The Cementation Company was a large British construction business. It was eventually acquired by Trafalgar House, and is now part of Skanska.

History
The company was established by Albert Francois, a Belgian who had been striving to improve grouting associated with shaft sinking for coal mining, as the Francois Cementation Company based at Doncaster in 1910.

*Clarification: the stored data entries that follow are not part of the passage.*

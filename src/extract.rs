//! Result extraction: find the files a job produced.
//!
//! Every graph built by [`crate::graph::builder`] ends in an `export/url`
//! stage. Once the job has finished, that task's `result.files` lists one
//! signed URL per output file. A job that is still running, or failed
//! before exporting, simply has no files: that is an empty result, not an
//! error.

use crate::model::Job;
use serde::Serialize;

/// Operation tag of the export stage.
pub const EXPORT_URL: &str = "export/url";

/// One downloadable output of a job.
///
/// `file_index` and `total_files` let callers fan out one output per file
/// (e.g. one per sheet of an `all_sheets` spreadsheet export) instead of
/// flattening them into one record.
#[derive(Debug, Clone, PartialEq, Eq, Serialize)]
#[serde(rename_all = "camelCase")]
pub struct ResultItem {
    pub url: String,
    pub filename: String,
    pub file_index: usize,
    pub total_files: usize,
}

/// List the files of the first task whose operation is `export_operation`.
pub fn extract_files(job: &Job, export_operation: &str) -> Vec<ResultItem> {
    let files = match job
        .find_task(export_operation)
        .and_then(|t| t.result.as_ref())
        .and_then(|r| r.files.as_ref())
    {
        Some(files) => files,
        None => return Vec::new(),
    };

    let total_files = files.len();
    files
        .iter()
        .enumerate()
        .map(|(file_index, f)| ResultItem {
            url: f.url.clone(),
            filename: f.filename.clone(),
            file_index,
            total_files,
        })
        .collect()
}

#[cfg(test)]
mod tests {
    use super::*;
    use serde_json::{json, Value};

    fn job(tasks: Value) -> Job {
        serde_json::from_value(json!({"id": "job-1", "status": "finished", "tasks": tasks})).unwrap()
    }

    #[test]
    fn two_files_become_two_items() {
        let j = job(json!([
            {"id": "c", "operation": "convert", "result": {"files": [{"filename": "x", "url": "u"}]}},
            {"id": "e", "operation": "export/url", "result": {"files": [
                {"filename": "Sheet1.csv", "url": "https://s/1"},
                {"filename": "Sheet2.csv", "url": "https://s/2"}
            ]}}
        ]));
        let items = extract_files(&j, EXPORT_URL);
        assert_eq!(items.len(), 2);
        assert_eq!(items[0].file_index, 0);
        assert_eq!(items[1].file_index, 1);
        assert!(items.iter().all(|i| i.total_files == 2));
        assert_eq!(items[1].filename, "Sheet2.csv");
        assert_eq!(items[1].url, "https://s/2");
    }

    #[test]
    fn no_files_is_empty_not_error() {
        let j = job(json!([{"id": "e", "operation": "export/url", "result": {"files": []}}]));
        assert!(extract_files(&j, EXPORT_URL).is_empty());
    }

    #[test]
    fn unfinished_export_is_empty() {
        let j = job(json!([{"id": "e", "operation": "export/url", "status": "waiting"}]));
        assert!(extract_files(&j, EXPORT_URL).is_empty());
    }

    #[test]
    fn missing_export_task_is_empty() {
        let j = job(json!([{"id": "i", "operation": "import/url"}]));
        assert!(extract_files(&j, EXPORT_URL).is_empty());
    }

    #[test]
    fn item_serialises_camel_case() {
        let item = ResultItem {
            url: "u".into(),
            filename: "f".into(),
            file_index: 1,
            total_files: 2,
        };
        let v = serde_json::to_value(item).unwrap();
        assert_eq!(v["fileIndex"], 1);
        assert_eq!(v["totalFiles"], 2);
    }
}
//! Pagination: collect every record of a list endpoint.
//!
//! ## Continuation rule
//!
//! Keep fetching while the page advertises `links.next` **or** came back
//! exactly full. The API's next link is not always present on the last
//! page, so a full page is taken as "there may be more". A last page that
//! happens to be full costs one extra, empty request; an empty page always
//! ends the loop.

use crate::error::CloudConvertError;
use crate::filters::Query;
use crate::model::Page;
use serde_json::Value;
use std::future::Future;
use tracing::debug;

/// Records requested per page.
pub const PAGE_SIZE: usize = 100;

/// Something that can return one page of a list endpoint.
///
/// [`crate::client::CloudConvertClient`] implements it over HTTP; tests use
/// an in-memory source.
pub trait PageSource {
    fn fetch_page(
        &self,
        endpoint: &str,
        query: &Query,
    ) -> impl Future<Output = Result<Page, CloudConvertError>> + Send;
}

/// Fetch all records of `endpoint`, in order.
///
/// `base_query` (usually filter pairs) is sent with every page, followed by
/// `per_page` and `page` (1-based).
pub async fn fetch_all<S: PageSource + Sync>(
    source: &S,
    endpoint: &str,
    base_query: &Query,
) -> Result<Vec<Value>, CloudConvertError> {
    let mut records = Vec::new();
    let mut page_num = 1usize;

    loop {
        let mut query = base_query.clone();
        query.push(("per_page".to_string(), PAGE_SIZE.to_string()));
        query.push(("page".to_string(), page_num.to_string()));

        let page = source.fetch_page(endpoint, &query).await?;
        let count = page.data.len();
        let more = count > 0 && (page.has_next() || count == PAGE_SIZE);
        debug!("{}: page {} returned {} records", endpoint, page_num, count);

        records.extend(page.data);
        if !more {
            break;
        }
        page_num += 1;
    }

    Ok(records)
}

The company began to struggle and was in need of strong direction. One of the board members John Alexander Agnew, a director and later Chairman of Consolidated Goldfields asked his son-in-law Abram Rupert Neelands, a Canadian mining engineer to look over the company and report its prospects. The shareholders were impressed with a report produced by Rupert, and asked if he could commit to the company. The offer was accepted on the basis Rupert had 'full charge and complete control', and he took over management of the business in 1921. Through the vision of Rupert a small profit started to be released. In 1941, the company was renamed as the Cementation Company.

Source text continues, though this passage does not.